Problem requirements: Using the listing below, copy exactly the lines from the one containing "filename swiss_pairing/tests/pairing_proptest.rs" to the one containing "use std::sync::Arc;", both lines included, and no others.

Records to use:
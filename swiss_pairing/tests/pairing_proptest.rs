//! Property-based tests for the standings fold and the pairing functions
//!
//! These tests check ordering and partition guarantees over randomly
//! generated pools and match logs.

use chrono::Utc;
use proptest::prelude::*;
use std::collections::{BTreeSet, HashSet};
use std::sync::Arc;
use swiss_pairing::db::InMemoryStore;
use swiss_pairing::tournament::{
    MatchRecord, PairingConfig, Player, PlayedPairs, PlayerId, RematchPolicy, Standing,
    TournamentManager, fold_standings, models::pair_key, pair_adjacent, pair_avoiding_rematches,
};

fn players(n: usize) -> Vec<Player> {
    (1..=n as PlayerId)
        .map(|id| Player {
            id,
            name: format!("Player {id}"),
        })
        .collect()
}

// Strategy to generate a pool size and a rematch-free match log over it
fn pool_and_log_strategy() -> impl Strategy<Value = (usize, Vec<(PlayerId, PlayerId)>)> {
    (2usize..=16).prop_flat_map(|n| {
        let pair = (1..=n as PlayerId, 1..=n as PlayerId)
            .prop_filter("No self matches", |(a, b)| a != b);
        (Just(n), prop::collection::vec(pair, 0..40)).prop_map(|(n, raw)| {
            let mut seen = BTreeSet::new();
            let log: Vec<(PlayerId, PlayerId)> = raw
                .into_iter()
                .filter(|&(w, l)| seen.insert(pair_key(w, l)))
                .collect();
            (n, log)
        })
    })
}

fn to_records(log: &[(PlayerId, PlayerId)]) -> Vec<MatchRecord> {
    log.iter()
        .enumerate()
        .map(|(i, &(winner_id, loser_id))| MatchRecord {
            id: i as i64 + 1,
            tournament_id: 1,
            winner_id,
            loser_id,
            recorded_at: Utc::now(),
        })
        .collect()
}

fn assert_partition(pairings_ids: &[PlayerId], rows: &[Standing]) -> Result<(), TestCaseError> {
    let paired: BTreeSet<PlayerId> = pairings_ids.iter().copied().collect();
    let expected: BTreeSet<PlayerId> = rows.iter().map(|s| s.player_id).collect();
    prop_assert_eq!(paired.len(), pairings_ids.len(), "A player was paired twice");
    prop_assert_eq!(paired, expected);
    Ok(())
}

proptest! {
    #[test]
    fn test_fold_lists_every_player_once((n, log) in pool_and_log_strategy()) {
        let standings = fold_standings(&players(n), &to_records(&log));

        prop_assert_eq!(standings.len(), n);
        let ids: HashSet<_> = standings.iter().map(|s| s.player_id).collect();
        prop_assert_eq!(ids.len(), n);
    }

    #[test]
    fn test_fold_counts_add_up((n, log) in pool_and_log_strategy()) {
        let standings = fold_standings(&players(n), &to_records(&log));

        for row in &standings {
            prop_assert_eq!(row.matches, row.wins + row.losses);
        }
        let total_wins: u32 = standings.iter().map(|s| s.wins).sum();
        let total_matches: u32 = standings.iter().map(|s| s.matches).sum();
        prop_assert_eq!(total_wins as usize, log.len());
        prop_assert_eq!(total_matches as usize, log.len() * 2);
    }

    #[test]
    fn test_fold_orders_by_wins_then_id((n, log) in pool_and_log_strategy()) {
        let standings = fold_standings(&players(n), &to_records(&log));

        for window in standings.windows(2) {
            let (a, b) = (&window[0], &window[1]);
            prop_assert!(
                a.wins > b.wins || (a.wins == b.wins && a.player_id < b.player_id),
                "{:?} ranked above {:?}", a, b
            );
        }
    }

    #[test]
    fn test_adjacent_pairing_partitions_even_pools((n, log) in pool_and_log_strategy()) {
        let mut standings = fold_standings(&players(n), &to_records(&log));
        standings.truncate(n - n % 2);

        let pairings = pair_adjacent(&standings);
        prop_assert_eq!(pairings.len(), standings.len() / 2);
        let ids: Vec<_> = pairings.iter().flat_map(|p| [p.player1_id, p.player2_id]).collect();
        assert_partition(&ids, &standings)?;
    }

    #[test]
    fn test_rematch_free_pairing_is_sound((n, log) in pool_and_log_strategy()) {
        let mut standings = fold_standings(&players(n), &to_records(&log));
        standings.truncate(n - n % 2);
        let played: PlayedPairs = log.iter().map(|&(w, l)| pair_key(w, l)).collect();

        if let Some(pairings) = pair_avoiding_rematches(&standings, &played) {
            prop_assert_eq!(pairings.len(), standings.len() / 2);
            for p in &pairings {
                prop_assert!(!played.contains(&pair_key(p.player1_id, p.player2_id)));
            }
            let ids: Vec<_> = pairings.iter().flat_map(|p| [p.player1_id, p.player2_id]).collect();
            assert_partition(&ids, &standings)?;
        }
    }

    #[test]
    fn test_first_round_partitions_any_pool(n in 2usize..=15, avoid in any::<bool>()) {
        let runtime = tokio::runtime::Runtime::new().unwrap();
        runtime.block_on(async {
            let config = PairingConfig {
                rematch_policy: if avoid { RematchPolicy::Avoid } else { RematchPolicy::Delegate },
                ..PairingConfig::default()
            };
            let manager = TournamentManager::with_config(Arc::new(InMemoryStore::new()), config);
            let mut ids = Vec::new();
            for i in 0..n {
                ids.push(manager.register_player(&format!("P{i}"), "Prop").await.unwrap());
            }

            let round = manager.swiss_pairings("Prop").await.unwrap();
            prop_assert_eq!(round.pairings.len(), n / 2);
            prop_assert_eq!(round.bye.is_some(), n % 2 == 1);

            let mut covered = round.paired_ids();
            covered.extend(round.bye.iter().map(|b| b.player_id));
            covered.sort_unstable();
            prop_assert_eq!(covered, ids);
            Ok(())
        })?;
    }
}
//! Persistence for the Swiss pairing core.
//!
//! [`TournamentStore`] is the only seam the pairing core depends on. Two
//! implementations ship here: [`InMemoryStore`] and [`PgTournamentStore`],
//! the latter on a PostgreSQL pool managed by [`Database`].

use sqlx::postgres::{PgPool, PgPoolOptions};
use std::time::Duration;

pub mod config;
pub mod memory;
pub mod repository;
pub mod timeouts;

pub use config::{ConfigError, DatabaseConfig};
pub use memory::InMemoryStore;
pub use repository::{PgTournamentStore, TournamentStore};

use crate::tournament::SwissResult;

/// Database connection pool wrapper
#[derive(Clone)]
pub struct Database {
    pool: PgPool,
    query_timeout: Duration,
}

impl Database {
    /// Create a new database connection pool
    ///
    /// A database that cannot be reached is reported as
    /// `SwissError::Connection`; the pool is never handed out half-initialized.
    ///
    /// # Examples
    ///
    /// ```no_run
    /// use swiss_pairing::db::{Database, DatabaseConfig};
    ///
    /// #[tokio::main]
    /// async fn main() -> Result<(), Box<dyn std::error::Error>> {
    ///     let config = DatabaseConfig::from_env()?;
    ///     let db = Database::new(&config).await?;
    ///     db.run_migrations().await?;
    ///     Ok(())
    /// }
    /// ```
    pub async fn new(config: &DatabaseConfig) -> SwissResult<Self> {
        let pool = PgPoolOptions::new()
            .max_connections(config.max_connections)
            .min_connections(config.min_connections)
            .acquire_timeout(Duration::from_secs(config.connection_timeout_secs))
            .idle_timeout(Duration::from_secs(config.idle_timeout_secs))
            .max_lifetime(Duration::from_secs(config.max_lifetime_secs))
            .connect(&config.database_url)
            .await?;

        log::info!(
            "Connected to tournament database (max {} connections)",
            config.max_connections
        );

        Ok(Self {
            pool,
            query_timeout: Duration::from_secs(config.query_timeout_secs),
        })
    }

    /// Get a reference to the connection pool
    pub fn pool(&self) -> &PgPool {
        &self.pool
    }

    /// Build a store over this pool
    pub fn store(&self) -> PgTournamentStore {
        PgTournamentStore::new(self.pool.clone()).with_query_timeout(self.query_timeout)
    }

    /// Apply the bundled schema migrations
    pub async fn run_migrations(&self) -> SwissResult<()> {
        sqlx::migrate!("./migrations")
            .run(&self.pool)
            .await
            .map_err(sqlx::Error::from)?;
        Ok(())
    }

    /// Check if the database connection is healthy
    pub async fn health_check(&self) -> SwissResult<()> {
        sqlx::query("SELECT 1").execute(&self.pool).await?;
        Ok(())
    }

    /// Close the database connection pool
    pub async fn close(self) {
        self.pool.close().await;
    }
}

==

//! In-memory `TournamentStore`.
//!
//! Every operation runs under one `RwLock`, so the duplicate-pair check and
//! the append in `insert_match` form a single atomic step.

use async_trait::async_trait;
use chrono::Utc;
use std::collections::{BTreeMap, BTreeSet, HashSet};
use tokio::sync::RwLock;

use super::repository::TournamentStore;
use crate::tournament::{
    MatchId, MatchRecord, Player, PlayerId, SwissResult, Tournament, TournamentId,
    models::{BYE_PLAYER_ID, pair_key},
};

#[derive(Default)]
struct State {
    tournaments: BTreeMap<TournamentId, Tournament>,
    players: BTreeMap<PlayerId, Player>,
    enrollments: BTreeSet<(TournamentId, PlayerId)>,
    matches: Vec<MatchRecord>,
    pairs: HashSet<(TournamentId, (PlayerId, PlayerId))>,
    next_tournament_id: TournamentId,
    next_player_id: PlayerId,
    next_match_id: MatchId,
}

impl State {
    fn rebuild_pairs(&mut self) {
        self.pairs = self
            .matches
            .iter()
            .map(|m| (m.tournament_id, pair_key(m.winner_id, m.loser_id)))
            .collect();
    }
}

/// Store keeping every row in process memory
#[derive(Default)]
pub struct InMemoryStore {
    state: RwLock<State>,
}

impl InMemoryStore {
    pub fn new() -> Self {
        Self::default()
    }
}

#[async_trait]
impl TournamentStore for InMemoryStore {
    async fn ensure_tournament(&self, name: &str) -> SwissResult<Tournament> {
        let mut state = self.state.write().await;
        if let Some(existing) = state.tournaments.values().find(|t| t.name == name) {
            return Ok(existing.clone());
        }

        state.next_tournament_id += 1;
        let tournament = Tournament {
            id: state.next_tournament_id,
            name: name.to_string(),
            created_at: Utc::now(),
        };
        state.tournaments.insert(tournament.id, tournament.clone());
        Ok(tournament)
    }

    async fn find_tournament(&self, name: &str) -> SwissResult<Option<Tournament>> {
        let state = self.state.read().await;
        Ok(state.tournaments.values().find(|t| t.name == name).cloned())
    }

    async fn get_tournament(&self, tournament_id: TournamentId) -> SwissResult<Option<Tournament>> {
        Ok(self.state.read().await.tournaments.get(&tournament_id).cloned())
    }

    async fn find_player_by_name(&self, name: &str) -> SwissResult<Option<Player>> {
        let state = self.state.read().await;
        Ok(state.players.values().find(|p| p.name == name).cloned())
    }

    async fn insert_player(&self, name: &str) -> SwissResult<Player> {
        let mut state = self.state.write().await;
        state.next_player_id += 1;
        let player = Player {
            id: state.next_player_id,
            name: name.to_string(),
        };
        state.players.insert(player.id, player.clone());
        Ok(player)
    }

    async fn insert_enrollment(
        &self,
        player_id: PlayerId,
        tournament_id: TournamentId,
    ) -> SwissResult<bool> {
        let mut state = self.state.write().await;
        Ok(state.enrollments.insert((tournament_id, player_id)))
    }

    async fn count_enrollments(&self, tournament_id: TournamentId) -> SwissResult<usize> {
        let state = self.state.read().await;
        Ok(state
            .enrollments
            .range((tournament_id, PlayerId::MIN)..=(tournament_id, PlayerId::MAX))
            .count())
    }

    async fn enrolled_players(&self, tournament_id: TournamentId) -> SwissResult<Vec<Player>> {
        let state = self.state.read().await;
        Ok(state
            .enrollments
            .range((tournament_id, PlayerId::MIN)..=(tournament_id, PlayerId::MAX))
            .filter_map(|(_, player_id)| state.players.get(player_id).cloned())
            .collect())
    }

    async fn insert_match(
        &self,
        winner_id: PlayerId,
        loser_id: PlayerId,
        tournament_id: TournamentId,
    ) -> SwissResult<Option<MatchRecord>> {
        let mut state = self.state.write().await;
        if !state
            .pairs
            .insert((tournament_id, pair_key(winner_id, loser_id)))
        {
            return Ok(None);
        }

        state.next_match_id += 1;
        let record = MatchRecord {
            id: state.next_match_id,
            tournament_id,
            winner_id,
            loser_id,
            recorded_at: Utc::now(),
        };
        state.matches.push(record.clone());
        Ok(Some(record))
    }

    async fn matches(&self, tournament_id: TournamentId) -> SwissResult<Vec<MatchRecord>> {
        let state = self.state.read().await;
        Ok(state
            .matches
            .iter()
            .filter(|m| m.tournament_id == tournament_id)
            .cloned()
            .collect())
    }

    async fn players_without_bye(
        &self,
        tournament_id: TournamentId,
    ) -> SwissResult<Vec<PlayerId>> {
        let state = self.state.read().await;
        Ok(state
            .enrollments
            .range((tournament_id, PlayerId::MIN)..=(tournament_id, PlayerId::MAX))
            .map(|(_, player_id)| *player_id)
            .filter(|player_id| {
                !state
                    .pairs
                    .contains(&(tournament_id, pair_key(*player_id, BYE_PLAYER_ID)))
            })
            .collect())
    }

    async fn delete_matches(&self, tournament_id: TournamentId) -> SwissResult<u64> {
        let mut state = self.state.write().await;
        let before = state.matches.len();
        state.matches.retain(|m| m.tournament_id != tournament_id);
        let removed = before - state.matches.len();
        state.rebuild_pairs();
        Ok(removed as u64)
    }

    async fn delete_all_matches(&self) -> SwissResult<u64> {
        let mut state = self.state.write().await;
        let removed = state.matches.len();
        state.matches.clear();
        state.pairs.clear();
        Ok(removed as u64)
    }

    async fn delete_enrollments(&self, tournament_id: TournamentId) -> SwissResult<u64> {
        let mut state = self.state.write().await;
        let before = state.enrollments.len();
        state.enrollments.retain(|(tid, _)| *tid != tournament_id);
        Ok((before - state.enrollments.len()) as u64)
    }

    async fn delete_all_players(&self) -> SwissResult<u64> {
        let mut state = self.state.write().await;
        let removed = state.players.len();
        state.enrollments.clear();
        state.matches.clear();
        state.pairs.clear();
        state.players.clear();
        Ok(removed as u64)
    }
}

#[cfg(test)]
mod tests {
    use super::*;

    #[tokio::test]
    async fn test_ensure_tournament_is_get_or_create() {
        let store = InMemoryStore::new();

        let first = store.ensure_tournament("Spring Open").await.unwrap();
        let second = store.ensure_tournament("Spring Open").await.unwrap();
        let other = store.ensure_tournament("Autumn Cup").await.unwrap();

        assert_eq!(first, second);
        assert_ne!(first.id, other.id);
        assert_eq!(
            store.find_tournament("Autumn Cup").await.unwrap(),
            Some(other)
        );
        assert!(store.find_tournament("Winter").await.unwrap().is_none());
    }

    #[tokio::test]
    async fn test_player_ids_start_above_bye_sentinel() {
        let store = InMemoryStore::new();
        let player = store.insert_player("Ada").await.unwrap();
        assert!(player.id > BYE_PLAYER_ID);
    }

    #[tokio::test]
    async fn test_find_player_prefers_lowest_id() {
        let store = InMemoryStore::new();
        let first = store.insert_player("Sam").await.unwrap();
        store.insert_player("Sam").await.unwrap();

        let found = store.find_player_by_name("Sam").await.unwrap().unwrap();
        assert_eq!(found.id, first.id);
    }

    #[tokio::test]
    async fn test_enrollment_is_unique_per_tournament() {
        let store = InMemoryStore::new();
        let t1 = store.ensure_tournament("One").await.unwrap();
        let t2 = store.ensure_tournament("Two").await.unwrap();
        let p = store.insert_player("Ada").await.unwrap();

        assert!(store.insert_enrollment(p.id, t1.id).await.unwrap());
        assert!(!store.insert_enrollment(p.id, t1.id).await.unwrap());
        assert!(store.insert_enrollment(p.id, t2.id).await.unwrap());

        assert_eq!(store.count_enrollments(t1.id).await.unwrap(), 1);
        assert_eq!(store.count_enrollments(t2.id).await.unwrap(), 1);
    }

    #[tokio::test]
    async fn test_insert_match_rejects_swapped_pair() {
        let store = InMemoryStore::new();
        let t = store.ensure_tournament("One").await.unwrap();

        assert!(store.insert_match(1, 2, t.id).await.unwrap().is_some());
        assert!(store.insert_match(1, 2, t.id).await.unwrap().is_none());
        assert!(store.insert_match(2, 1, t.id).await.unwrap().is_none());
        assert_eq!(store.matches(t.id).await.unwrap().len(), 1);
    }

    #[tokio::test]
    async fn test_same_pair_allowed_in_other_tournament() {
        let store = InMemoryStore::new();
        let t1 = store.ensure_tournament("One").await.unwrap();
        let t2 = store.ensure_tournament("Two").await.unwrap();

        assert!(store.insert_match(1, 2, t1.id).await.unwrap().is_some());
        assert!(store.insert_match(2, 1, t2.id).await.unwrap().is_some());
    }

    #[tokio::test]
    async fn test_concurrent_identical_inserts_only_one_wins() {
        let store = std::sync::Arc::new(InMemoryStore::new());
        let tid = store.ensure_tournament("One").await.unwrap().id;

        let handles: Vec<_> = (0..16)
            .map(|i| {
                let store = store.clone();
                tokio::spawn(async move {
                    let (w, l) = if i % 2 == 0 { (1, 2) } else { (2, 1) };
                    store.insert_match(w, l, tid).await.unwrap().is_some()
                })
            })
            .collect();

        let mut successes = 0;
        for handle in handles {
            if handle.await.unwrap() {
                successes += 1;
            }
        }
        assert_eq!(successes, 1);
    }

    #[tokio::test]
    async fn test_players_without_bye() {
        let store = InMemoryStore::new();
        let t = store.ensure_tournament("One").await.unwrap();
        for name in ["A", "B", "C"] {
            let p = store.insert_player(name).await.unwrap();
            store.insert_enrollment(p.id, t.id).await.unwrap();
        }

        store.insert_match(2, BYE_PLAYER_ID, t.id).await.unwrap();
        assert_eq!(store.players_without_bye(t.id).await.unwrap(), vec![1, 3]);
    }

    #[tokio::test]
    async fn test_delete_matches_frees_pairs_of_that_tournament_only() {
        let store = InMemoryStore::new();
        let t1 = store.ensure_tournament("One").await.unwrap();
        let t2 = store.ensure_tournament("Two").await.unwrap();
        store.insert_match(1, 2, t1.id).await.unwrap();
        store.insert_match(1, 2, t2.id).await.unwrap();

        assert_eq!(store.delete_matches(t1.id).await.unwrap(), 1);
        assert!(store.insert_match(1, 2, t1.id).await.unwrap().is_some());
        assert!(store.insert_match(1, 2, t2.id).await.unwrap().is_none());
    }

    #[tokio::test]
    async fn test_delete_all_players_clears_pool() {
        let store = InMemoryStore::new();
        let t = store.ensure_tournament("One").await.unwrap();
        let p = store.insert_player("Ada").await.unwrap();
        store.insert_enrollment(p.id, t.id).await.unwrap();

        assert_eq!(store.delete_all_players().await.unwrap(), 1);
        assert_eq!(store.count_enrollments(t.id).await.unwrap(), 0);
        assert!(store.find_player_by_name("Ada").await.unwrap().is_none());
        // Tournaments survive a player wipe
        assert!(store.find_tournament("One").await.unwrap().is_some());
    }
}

Task output:
filename swiss_pairing/tests/pairing_proptest.rs
//! Property-based tests for the standings fold and the pairing functions
//!
//! These tests check ordering and partition guarantees over randomly
//! generated pools and match logs.

use chrono::Utc;
use proptest::prelude::*;
use std::collections::{BTreeSet, HashSet};
use std::sync::Arc;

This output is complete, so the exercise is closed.